Doc ref: 42703/98 • ECHR ID: 001-23147

Document date: March 27, 2003

  • Inbound citations: 0
  • Cited paragraphs: 0
  • Outbound citations: 1

RADOVANOVIC v. AUSTRIA

Doc ref: 42703/98 • ECHR ID: 001-23147

Document date: March 27, 2003

Cited paragraphs only

FIRST SECTION

DECISION

AS TO THE ADMISSIBILITY OF

Application no. 42703/98 by Jovo RADOVANOVIC against Austria

The European Court of Human Rights (First Section) , sitting on 27 March 2003 as a Chamber composed of

Mr C.L. Rozakis , President , Mrs F. Tulkens , Mr G. Bonello , Mr E. Levits , Mrs S. Botoucharova , Mr A. Kovler , Mrs E. Steiner , judges ,

and Mr S. Nielsen , Deputy Section Registrar ,

Having regard to the above application lodged with the European Commission of Human Rights on 9 July 1998,

Having regard to Article 5 § 2 of Protocol No. 11 to the Convention, by which the competence to examine the application was transferred to the Court,

Having regard to the observations submitted by the respondent Government and the observations in reply submitted by the applicant,

Having deliberated, decides as follows:

THE FACTS

The applicant, Mr Jovo Radovanovic, is a national of Serbia and Montenegro who was born in 1979 and lives at present in Serbia and Montenegro. He is represented before the Court by Mr H. Vana, a lawyer practising in Vienna.

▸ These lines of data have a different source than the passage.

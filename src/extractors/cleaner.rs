// src/extractors/cleaner.rs

// --- Imports ---
use crate::config::PhraseConfig;
use crate::extractors::boundary::{BoundaryLocator, Direction};
use crate::extractors::normalize;
use crate::utils::error::ExtractError;
use once_cell::sync::Lazy;

// Built-in phrases are constants, so compiling them cannot fail at runtime.
static DEFAULT_EXTRACTOR: Lazy<GutenbergExtractor> = Lazy::new(|| {
    GutenbergExtractor::new(&PhraseConfig::default())
        .expect("Failed to compile default marker phrases")
});

// Trailing ASCII whitespace only (space, \t, \n, \x0b, \x0c, \r). Latin-1 NEL and
// no-break space are part of the text.
fn trim_ascii_end(text: &str) -> &str {
    text.trim_end_matches(|c: char| c.is_ascii_whitespace() || c == '\x0b')
}

// --- Data Structures ---
/// The core text of one etext and the offsets it was cut at.
#[derive(Debug, Clone, PartialEq, Eq)]
pub struct Extraction {
    pub text: String,
    pub header_end: usize,
    pub notes_end: usize,
    pub footer_start: usize,
    /// Where the core text starts: `notes_end` when notes were found, `header_end` otherwise.
    pub start: usize,
    /// Set when the start did not precede the footer or nothing but whitespace was left.
    pub degenerate: bool,
}

/// Strips Project Gutenberg header, editorial notes and footer from an etext.
#[derive(Debug, Clone)]
pub struct GutenbergExtractor {
    header_end: BoundaryLocator,
    notes_end: BoundaryLocator,
    footer_start: BoundaryLocator,
}

impl GutenbergExtractor {
    pub fn new(config: &PhraseConfig) -> Result<Self, ExtractError> {
        Ok(Self {
            header_end: BoundaryLocator::new(&config.header_end_phrases, Direction::Latest)?,
            notes_end: BoundaryLocator::new(&config.notes_end_phrases, Direction::Latest)?,
            footer_start: BoundaryLocator::new(&config.footer_start_phrases, Direction::Earliest)?,
        })
    }

    /// Shared extractor for the built-in phrase sets.
    pub fn default_ref() -> &'static GutenbergExtractor {
        &DEFAULT_EXTRACTOR
    }

    /// End of the last header marker paragraph, `0` if there is none.
    pub fn header_end(&self, text: &str) -> usize {
        self.header_end.locate(text)
    }

    /// End of the last notes marker paragraph, `0` if the etext has no notes.
    pub fn notes_end(&self, text: &str) -> usize {
        self.notes_end.locate(text)
    }

    /// Start of the first footer marker paragraph, the text length if there is no footer.
    pub fn footer_start(&self, text: &str) -> usize {
        self.footer_start.locate(text)
    }

    /// Extracts the core text from normalized text.
    pub fn extract(&self, text: &str) -> Extraction {
        let notes_end = self.notes_end(text);
        let header_end = self.header_end(text);
        let footer_start = self.footer_start(text);
        tracing::debug!(
            "Boundaries: header_end={}, notes_end={}, footer_start={} (text length {})",
            header_end,
            notes_end,
            footer_start,
            text.len()
        );

        let start = if notes_end > 0 { notes_end } else { header_end };
        // footer_start is deliberately not clamped against start
        let core = if start < footer_start {
            trim_ascii_end(&text[start..footer_start])
        } else {
            ""
        };

        let degenerate = core.is_empty();
        if degenerate {
            tracing::warn!(
                "Extraction is empty: start offset {} is not before footer offset {} (or only whitespace remained)",
                start,
                footer_start
            );
        } else {
            tracing::info!("Extracted core text of {} bytes from {}..{}", core.len(), start, footer_start);
        }

        Extraction {
            text: core.to_string(),
            header_end,
            notes_end,
            footer_start,
            start,
            degenerate,
        }
    }

    /// Like [`extract`](Self::extract) but only returns the text.
    pub fn extract_text(&self, text: &str) -> String {
        self.extract(text).text
    }

    /// Normalizes raw Latin-1 bytes, then extracts.
    pub fn clean_bytes(&self, raw: &[u8]) -> Extraction {
        let text = normalize::normalize(raw);
        self.extract(&text)
    }
}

A. The circumstances of the case

The facts of the case, as submitted by the parties, may be summarised as follows.

1. Conviction by the Vienna Juvenile Court

The applicant stayed with his parents, who are both citizens of Serbia and Montenegro and lawfully residing in Vienna, for about seven months after his birth in Austria. He then lived with his grandparents in Serbia and Montenegro. There he completed primary school, though he spent the yearly school holidays with his parents in Austria.

In 1989, at the age of 10 years, he came back to live with his parents and his sister in Austria, where he finished secondary school and completed a three year’s vocational training as a butcher. During this time, he resided lawfully in Austria and, on 5 May 1993, he received an unlimited residence permit ( unbefristeter Sichtvermerk ).

On 30 July 1997 the Vienna Juvenile Court ( Jugendgerichtshof ) convicted the applicant of aggravated robbery and burglary and sentenced him to thirty months’ imprisonment, out of which twenty four months were suspended for a three years’ probation period. It found that the applicant, on 29 January 1997, together with his co-accused born in 1980, had knocked down the victim with a perfume bottle and had stolen cash in the amount of 65,000 Austrian schilling (ATS). On 11 and 14 April 1997 they had attempted to steal another victim’s daily cash receipt by using a wheel nut tool. Still on 14 April 1997, they had broken into that victim’s car and had taken away his daily cash receipt and a cheque, totalling almost ATS 125,000. When fixing the sentence, the court considered as mitigating circumstances that the applicant had so far no criminal record, that he had admitted the offences and had partly made amends ( Schadensgutmachung ), and that in two instances the offences remained attempts.

As aggravating circumstances the court considered the concurrence of two different offences, the amount of damage, the injury of the victim and the qualification of the burglary. The judgment became final in the absence of an appeal by the applicant.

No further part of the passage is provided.